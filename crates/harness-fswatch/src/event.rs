//! Filesystem event types.

use std::path::PathBuf;
use std::str::FromStr;

use notify::event::{AccessKind, AccessMode, ModifyKind, RenameMode};
use notify::EventKind;
use serde::{Deserialize, Serialize};
use uuid::Uuid;

use crate::error::WatchError;

/// Kind of filesystem change.
#[derive(Debug, Clone, Copy, PartialEq, Eq, Hash, Serialize, Deserialize)]
#[serde(rename_all = "snake_case")]
pub enum FsEventType {
    /// File was read.
    Access,
    /// File contents changed.
    Modify,
    /// Metadata changed.
    Attrib,
    /// File opened for writing was closed.
    WritableClose,
    /// File not opened for writing was closed.
    UnwritableClose,
    /// File was opened.
    Open,
    /// Entry was renamed away from here.
    MoveFrom,
    /// Entry was renamed to here.
    MoveTo,
    /// Entry was created.
    Create,
    /// Entry was deleted.
    Delete,
    /// The watched path itself was deleted.
    DeleteSelf,
    /// Anything the backend could not classify.
    Other,
}

impl FsEventType {
    /// Every event type.
    pub const ALL: [FsEventType; 12] = [
        FsEventType::Access,
        FsEventType::Modify,
        FsEventType::Attrib,
        FsEventType::WritableClose,
        FsEventType::UnwritableClose,
        FsEventType::Open,
        FsEventType::MoveFrom,
        FsEventType::MoveTo,
        FsEventType::Create,
        FsEventType::Delete,
        FsEventType::DeleteSelf,
        FsEventType::Other,
    ];

    /// Classify a notify event kind.
    ///
    /// Removal of a watched path itself is reported as `Delete` here; the
    /// watcher upgrades it to `DeleteSelf` when the path matches the watch.
    pub fn from_kind(kind: &EventKind) -> Self {
        match kind {
            EventKind::Access(AccessKind::Close(AccessMode::Write)) => FsEventType::WritableClose,
            EventKind::Access(AccessKind::Close(_)) => FsEventType::UnwritableClose,
            EventKind::Access(AccessKind::Open(_)) => FsEventType::Open,
            EventKind::Access(_) => FsEventType::Access,
            EventKind::Create(_) => FsEventType::Create,
            EventKind::Modify(ModifyKind::Metadata(_)) => FsEventType::Attrib,
            EventKind::Modify(ModifyKind::Name(RenameMode::To | RenameMode::Both)) => {
                FsEventType::MoveTo
            }
            EventKind::Modify(ModifyKind::Name(_)) => FsEventType::MoveFrom,
            EventKind::Modify(_) => FsEventType::Modify,
            EventKind::Remove(_) => FsEventType::Delete,
            EventKind::Any | EventKind::Other => FsEventType::Other,
        }
    }

    pub fn as_str(&self) -> &'static str {
        match self {
            FsEventType::Access => "access",
            FsEventType::Modify => "modify",
            FsEventType::Attrib => "attrib",
            FsEventType::WritableClose => "writable_close",
            FsEventType::UnwritableClose => "unwritable_close",
            FsEventType::Open => "open",
            FsEventType::MoveFrom => "move_from",
            FsEventType::MoveTo => "move_to",
            FsEventType::Create => "create",
            FsEventType::Delete => "delete",
            FsEventType::DeleteSelf => "delete_self",
            FsEventType::Other => "other",
        }
    }
}

impl std::fmt::Display for FsEventType {
    fn fmt(&self, f: &mut std::fmt::Formatter<'_>) -> std::fmt::Result {
        f.write_str(self.as_str())
    }
}

impl FromStr for FsEventType {
    type Err = WatchError;

    fn from_str(s: &str) -> Result<Self, Self::Err> {
        FsEventType::ALL
            .iter()
            .copied()
            .find(|t| t.as_str() == s)
            .ok_or_else(|| WatchError::Usage(format!("Unknown event type: {}", s)))
    }
}

/// A change delivered to a watch callback.
#[derive(Debug, Clone, PartialEq, Eq)]
pub struct FsEvent {
    /// Id of the watch that matched.
    pub id: Uuid,
    pub path: PathBuf,
    /// Destination of a rename, when the backend reports both ends.
    pub new_path: Option<PathBuf>,
    pub kind: FsEventType,
}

##############################

> **Work to complete**:
Copy out the entire listing again, word for word.

> **Result**:
filename crates/harness-fswatch/src/event.rs
//! Filesystem event types.

use std::path::PathBuf;
use std::str::FromStr;

use notify::event::{AccessKind, AccessMode, ModifyKind, RenameMode};
use notify::EventKind;
use serde::{Deserialize, Serialize};
use uuid::Uuid;

use crate::error::WatchError;

/// Kind of filesystem change.
#[derive(Debug, Clone, Copy, PartialEq, Eq, Hash, Serialize, Deserialize)]
#[serde(rename_all = "snake_case")]
pub enum FsEventType {
    /// File was read.
    Access,
    /// File contents changed.
    Modify,
    /// Metadata changed.
    Attrib,
    /// File opened for writing was closed.
    WritableClose,
    /// File not opened for writing was closed.
    UnwritableClose,
    /// File was opened.
    Open,
    /// Entry was renamed away from here.
    MoveFrom,
    /// Entry was renamed to here.
    MoveTo,
    /// Entry was created.
    Create,
    /// Entry was deleted.
    Delete,
    /// The watched path itself was deleted.
    DeleteSelf,
    /// Anything the backend could not classify.
    Other,
}

impl FsEventType {
    /// Every event type.
    pub const ALL: [FsEventType; 12] = [
        FsEventType::Access,
        FsEventType::Modify,
        FsEventType::Attrib,
        FsEventType::WritableClose,
        FsEventType::UnwritableClose,
        FsEventType::Open,
        FsEventType::MoveFrom,
        FsEventType::MoveTo,
        FsEventType::Create,
        FsEventType::Delete,
        FsEventType::DeleteSelf,
        FsEventType::Other,
    ];

    /// Classify a notify event kind.
    ///
    /// Removal of a watched path itself is reported as `Delete` here; the
    /// watcher upgrades it to `DeleteSelf` when the path matches the watch.
    pub fn from_kind(kind: &EventKind) -> Self {
        match kind {
            EventKind::Access(AccessKind::Close(AccessMode::Write)) => FsEventType::WritableClose,
            EventKind::Access(AccessKind::Close(_)) => FsEventType::UnwritableClose,
            EventKind::Access(AccessKind::Open(_)) => FsEventType::Open,
            EventKind::Access(_) => FsEventType::Access,
            EventKind::Create(_) => FsEventType::Create,
            EventKind::Modify(ModifyKind::Metadata(_)) => FsEventType::Attrib,
            EventKind::Modify(ModifyKind::Name(RenameMode::To | RenameMode::Both)) => {
                FsEventType::MoveTo
            }
            EventKind::Modify(ModifyKind::Name(_)) => FsEventType::MoveFrom,
            EventKind::Modify(_) => FsEventType::Modify,
            EventKind::Remove(_) => FsEventType::Delete,
            EventKind::Any | EventKind::Other => FsEventType::Other,
        }
    }

    pub fn as_str(&self) -> &'static str {
        match self {
            FsEventType::Access => "access",
            FsEventType::Modify => "modify",
            FsEventType::Attrib => "attrib",
            FsEventType::WritableClose => "writable_close",
            FsEventType::UnwritableClose => "unwritable_close",
            FsEventType::Open => "open",
            FsEventType::MoveFrom => "move_from",
            FsEventType::MoveTo => "move_to",
            FsEventType::Create => "create",
            FsEventType::Delete => "delete",
            FsEventType::DeleteSelf => "delete_self",
            FsEventType::Other => "other",
        }
    }
}

impl std::fmt::Display for FsEventType {
    fn fmt(&self, f: &mut std::fmt::Formatter<'_>) -> std::fmt::Result {
        f.write_str(self.as_str())
    }
}

impl FromStr for FsEventType {
    type Err = WatchError;

    fn from_str(s: &str) -> Result<Self, Self::Err> {
        FsEventType::ALL
            .iter()
            .copied()
            .find(|t| t.as_str() == s)
            .ok_or_else(|| WatchError::Usage(format!("Unknown event type: {}", s)))
    }
}

/// A change delivered to a watch callback.
#[derive(Debug, Clone, PartialEq, Eq)]
pub struct FsEvent {
    /// Id of the watch that matched.
    pub id: Uuid,
    pub path: PathBuf,
    /// Destination of a rename, when the backend reports both ends.
    pub new_path: Option<PathBuf>,
    pub kind: FsEventType,
}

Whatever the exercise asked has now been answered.